Он очень впечатлителен и восприимчив; но впечатления, им воспринятые, тотчас превращаются в автоматическую ассоциацию представлений, которые лезут под его перо от внешнего толчка независимо от предмета и настроения. Это писатель – граммофон.
III. Писатели и люди искусства о В. О. Ключевском
Ф. И. Шаляпин
Из книги «Страницы из моей жизни»[106]
Летом 98-го года я был приглашен на дачу Т. С. Аюбатович в Ярославскую губернию. Там, вместе с С. В. Рахманиновым, нашим дирижером, я занялся изучением «Бориса Годунова». Тогда Рахманинов только что кончил консерваторию. Это был живой, веселый, компанейский человек. Отличный артист, великолепный музыкант и ученик Чайковского, он особенно поощрял меня заниматься Мусоргским и Римским-Корсаковым. Он познакомил меня с элементарными правилами музыки и даже немного с гармонией. Он вообще старался музыкально воспитать меня.

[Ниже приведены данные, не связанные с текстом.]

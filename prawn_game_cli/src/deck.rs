use tracing::{debug, info};

use crate::prompt::Prompt;
use crate::shuffle::{shuffled, Randomizer};

/// What `advance` does once the draw pile runs dry.
#[derive(Copy, Clone, Debug, Default, Eq, PartialEq)]
pub enum ExhaustionPolicy {
    /// Show the end of the deck until the caller re-initializes.
    #[default]
    Manual,
    /// Deal a fresh shuffle of the same eligible set straight away.
    AutoReshuffle,
}

/// Flip state of the card brought back by `retreat`.
#[derive(Copy, Clone, Debug, Default, Eq, PartialEq)]
pub enum RetreatReveal {
    #[default]
    Hidden,
    Revealed,
}

#[derive(Copy, Clone, Debug, Default, Eq, PartialEq)]
pub struct DeckPolicy {
    pub exhaustion: ExhaustionPolicy,
    pub retreat_reveal: RetreatReveal,
}

#[derive(Copy, Clone, Debug, Eq, PartialEq)]
pub enum DeckState {
    Idle,
    Active,
    Exhausted,
}

#[derive(Clone, Debug, PartialEq, Eq)]
pub struct CurrentState {
    pub prompt: Option<Prompt>,
    pub remaining: usize,
    pub revealed: bool,
}

/// Draw pile, history and the card on the table for one game.
///
/// For the lifetime of one shuffle generation, `draw_pile`, `history` and
/// `current` together hold every eligible prompt exactly once.
pub struct DeckSession<R> {
    rng: R,
    policy: DeckPolicy,
    state: DeckState,
    eligible: Vec<Prompt>,
    draw_pile: Vec<Prompt>,
    history: Vec<Prompt>,
    current: Option<Prompt>,
    revealed: bool,
    generation: u64,
}

impl<R: Randomizer> DeckSession<R> {
    pub fn new(rng: R, policy: DeckPolicy) -> Self {
        Self {
            rng,
            policy,
            state: DeckState::Idle,
            eligible: Vec::new(),
            draw_pile: Vec::new(),
            history: Vec::new(),
            current: None,
            revealed: false,
            generation: 0,
        }
    }

    /// Starts a new shuffle generation over `eligible`.
    pub fn initialize(&mut self, eligible: Vec<Prompt>) {
        self.eligible = eligible;
        self.deal();
    }

    fn deal(&mut self) {
        let mut pile = shuffled(&self.eligible, &mut self.rng);
        self.current = pile.pop();
        self.draw_pile = pile;
        self.history.clear();
        self.revealed = false;
        self.state = DeckState::Active;
        self.generation += 1;
        info!(
            generation = self.generation,
            eligible = self.eligible.len(),
            "deck shuffled"
        );
    }

    pub fn advance(&mut self) -> CurrentState {
        if let Some(prev) = self.current.take() {
            self.history.push(prev);
        }
        match self.draw_pile.pop() {
            Some(next) => {
                self.current = Some(next);
                self.revealed = false;
            }
            None if self.policy.exhaustion == ExhaustionPolicy::AutoReshuffle && !self.eligible.is_empty() => {
                debug!(generation = self.generation, "draw pile empty, reshuffling");
                self.deal();
            }
            None => {
                if self.state != DeckState::Idle {
                    self.state = DeckState::Exhausted;
                }
                debug!(seen = self.history.len(), "end of deck");
            }
        }
        self.snapshot()
    }

    /// Steps back one card. A no-op while there is no history.
    pub fn retreat(&mut self) -> CurrentState {
        let Some(prev) = self.history.pop() else {
            return self.snapshot();
        };
        if let Some(cur) = self.current.take() {
            self.draw_pile.push(cur);
        }
        self.current = Some(prev);
        self.revealed = self.policy.retreat_reveal == RetreatReveal::Revealed;
        self.state = DeckState::Active;
        self.snapshot()
    }

    pub fn toggle_reveal(&mut self) -> CurrentState {
        self.revealed = !self.revealed;
        self.snapshot()
    }

    pub fn remaining_count(&self) -> usize {
        self.draw_pile.len()
    }

    pub fn snapshot(&self) -> CurrentState {
        CurrentState {
            prompt: self.current.clone(),
            remaining: self.draw_pile.len(),
            revealed: self.revealed,
        }
    }

    pub fn current(&self) -> Option<&Prompt> {
        self.current.as_ref()
    }

    pub fn state(&self) -> DeckState {
        self.state
    }

    pub fn policy(&self) -> DeckPolicy {
        self.policy
    }

    pub fn is_revealed(&self) -> bool {
        self.revealed
    }

    pub fn history_len(&self) -> usize {
        self.history.len()
    }

    pub fn can_retreat(&self) -> bool {
        !self.history.is_empty()
    }

    pub fn generation(&self) -> u64 {
        self.generation
    }

    pub fn randomizer(&mut self) -> &mut R {
        &mut self.rng
    }
}

#[cfg(test)]
mod tests {
    use std::collections::BTreeSet;

    use proptest::prelude::*;

    use super::*;
    use crate::catalog::{CardSet, Catalog, Filter, FilterSelection};
    use crate::shuffle::RngShuffler;

    fn prompts(n: u32) -> Vec<Prompt> {
        (1..=n).map(|i| Prompt::new(i, format!("prompt {i}"))).collect()
    }

    fn deck(policy: DeckPolicy) -> DeckSession<RngShuffler> {
        DeckSession::new(RngShuffler::seeded(7), policy)
    }

    fn auto() -> DeckPolicy {
        DeckPolicy { exhaustion: ExhaustionPolicy::AutoReshuffle, ..DeckPolicy::default() }
    }

    fn current_id<R: Randomizer>(d: &DeckSession<R>) -> Option<u32> {
        d.current().map(|p| p.id)
    }

    #[test]
    fn starts_idle_and_initialize_deals_one() {
        let mut d = deck(DeckPolicy::default());
        assert_eq!(d.state(), DeckState::Idle);
        d.initialize(prompts(5));
        assert_eq!(d.state(), DeckState::Active);
        assert!(d.current().is_some());
        assert_eq!(d.remaining_count(), 4);
        assert_eq!(d.history_len(), 0);
        assert!(!d.is_revealed());
        assert_eq!(d.generation(), 1);
    }

    #[test]
    fn initialize_with_nothing_eligible_leaves_table_empty() {
        let mut d = deck(DeckPolicy::default());
        d.initialize(Vec::new());
        assert_eq!(d.state(), DeckState::Active);
        assert!(d.current().is_none());
        assert_eq!(d.advance().prompt, None);
        assert_eq!(d.history_len(), 0);
    }

    #[test]
    fn advancing_past_the_end_stays_exhausted() {
        let mut d = deck(DeckPolicy::default());
        d.initialize(prompts(2));
        assert!(d.advance().prompt.is_some());
        let end = d.advance();
        assert_eq!(end.prompt, None);
        assert_eq!(end.remaining, 0);
        assert_eq!(d.state(), DeckState::Exhausted);
        assert_eq!(d.advance().prompt, None);
        assert_eq!(d.history_len(), 2);
    }

    #[test]
    fn auto_reshuffle_deals_a_fresh_generation() {
        let mut d = deck(auto());
        d.initialize(prompts(3));
        d.advance();
        d.advance();
        let fresh = d.advance();
        assert!(fresh.prompt.is_some());
        assert_eq!(fresh.remaining, 2);
        assert_eq!(d.history_len(), 0);
        assert_eq!(d.generation(), 2);
        assert_eq!(d.state(), DeckState::Active);
    }

    #[test]
    fn auto_reshuffle_with_empty_set_does_not_loop() {
        let mut d = deck(auto());
        d.initialize(Vec::new());
        assert_eq!(d.advance().prompt, None);
        assert_eq!(d.generation(), 1);
    }

    #[test]
    fn retreat_without_history_changes_nothing() {
        let mut d = deck(DeckPolicy::default());
        d.initialize(prompts(4));
        d.toggle_reveal();
        let before = d.snapshot();
        assert_eq!(d.retreat(), before);
        assert_eq!(d.history_len(), 0);
    }

    #[test]
    fn retreat_from_exhausted_brings_back_last_card() {
        let mut d = deck(DeckPolicy::default());
        d.initialize(prompts(1));
        let only = current_id(&d);
        d.advance();
        assert_eq!(d.state(), DeckState::Exhausted);
        let back = d.retreat();
        assert_eq!(back.prompt.map(|p| p.id), only);
        assert_eq!(back.remaining, 0);
        assert_eq!(d.state(), DeckState::Active);
    }

    #[test]
    fn retreated_card_is_drawn_again_next() {
        let mut d = deck(DeckPolicy::default());
        d.initialize(prompts(5));
        d.advance();
        let second = current_id(&d);
        d.retreat();
        assert!(current_id(&d).is_some());
        d.advance();
        assert_eq!(current_id(&d), second);
    }

    #[test]
    fn retreat_reveal_policy_is_honoured() {
        let mut hidden = deck(DeckPolicy::default());
        hidden.initialize(prompts(3));
        hidden.toggle_reveal();
        hidden.advance();
        hidden.toggle_reveal();
        assert!(!hidden.retreat().revealed);

        let mut shown = deck(DeckPolicy { retreat_reveal: RetreatReveal::Revealed, ..DeckPolicy::default() });
        shown.initialize(prompts(3));
        shown.advance();
        assert!(shown.retreat().revealed);
    }

    #[test]
    fn advance_hides_the_new_card() {
        let mut d = deck(DeckPolicy::default());
        d.initialize(prompts(3));
        assert!(d.toggle_reveal().revealed);
        assert!(!d.advance().revealed);
    }

    #[test]
    fn reinitialize_drops_history() {
        let mut d = deck(DeckPolicy::default());
        d.initialize(prompts(6));
        d.advance();
        d.advance();
        assert_eq!(d.history_len(), 2);
        d.initialize(prompts(3));
        assert_eq!(d.history_len(), 0);
        assert_eq!(d.remaining_count(), 2);
        assert_eq!(d.generation(), 2);
    }

    #[test]
    fn two_set_filter_walkthrough() {
        let catalog = Catalog::new(vec![
            Prompt::new(1, "a").in_category("A"),
            Prompt::new(2, "b").in_category("B"),
            Prompt::new(3, "c"),
        ])
        .unwrap();
        let mut sel = FilterSelection::new(vec![CardSet::new("A", ""), CardSet::new("B", "")]);
        sel.set("B", false);
        let mut d = deck(DeckPolicy::default());
        d.initialize(catalog.eligible(&Filter::Categories(sel)));
        let mut seen = BTreeSet::new();
        while let Some(p) = d.current() {
            seen.insert(p.id);
            d.advance();
        }
        assert_eq!(seen, BTreeSet::from([1, 3]));
    }

    proptest! {
        #[test]
        fn full_traversal_sees_each_prompt_once(n in 0u32..40, seed in any::<u64>()) {
            let mut d = DeckSession::new(RngShuffler::seeded(seed), DeckPolicy::default());
            d.initialize(prompts(n));
            let mut seen = Vec::new();
            while let Some(p) = d.current() {
                seen.push(p.id);
                d.advance();
            }
            seen.sort_unstable();
            prop_assert_eq!(seen, (1..=n).collect::<Vec<_>>());
        }

        #[test]
        fn advance_then_retreat_round_trips(n in 1u32..30, steps in 0usize..30, seed in any::<u64>()) {
            let mut d = DeckSession::new(RngShuffler::seeded(seed), DeckPolicy::default());
            d.initialize(prompts(n));
            for _ in 0..steps {
                d.advance();
            }
            let before_id = d.current().map(|p| p.id);
            let before_left = d.remaining_count();
            d.advance();
            d.retreat();
            if before_id.is_some() {
                prop_assert_eq!(d.current().map(|p| p.id), before_id);
                prop_assert_eq!(d.remaining_count(), before_left);
            }
        }

        #[test]
        fn pile_history_and_current_stay_a_permutation(
            n in 1u32..20,
            moves in proptest::collection::vec(any::<bool>(), 0..60),
            seed in any::<u64>(),
        ) {
            let mut d = DeckSession::new(RngShuffler::seeded(seed), DeckPolicy::default());
            d.initialize(prompts(n));
            for forward in moves {
                if forward { d.advance(); } else { d.retreat(); }
                let mut all: Vec<u32> = d.draw_pile.iter().chain(d.history.iter()).map(|p| p.id).collect();
                all.extend(d.current().map(|p| p.id));
                all.sort_unstable();
                prop_assert_eq!(all, (1..=n).collect::<Vec<_>>());
            }
        }
    }
}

«Борис Годунов» до того нравился мне, что, не ограничиваясь изучением своей роли, я пел всю оперу, все партии: мужские и женские, с начала до конца. Когда я понял, как полезно такое полное знание оперы, я стал так же учить и все другие целиком, даже те, которые пел раньше.
Чем дальше вникал я в оперу Мусоргского, тем яснее становилось для меня, что в опере можно играть и Шекспира. Это зависит от автора оперы. Сильно поражен был я, когда познакомился с биографией Мусоргского. Мне даже, помню, жутко стало. Обладать столь прекрасным, таким оригинальным талантом, жить в бедности и умереть в какой-то грязной больнице от алкоголизма! Но потом я узнал, что не первый русский талант кончает этим, и воочию убедился, что – на горе наше – Мусоргский не последний кончил так.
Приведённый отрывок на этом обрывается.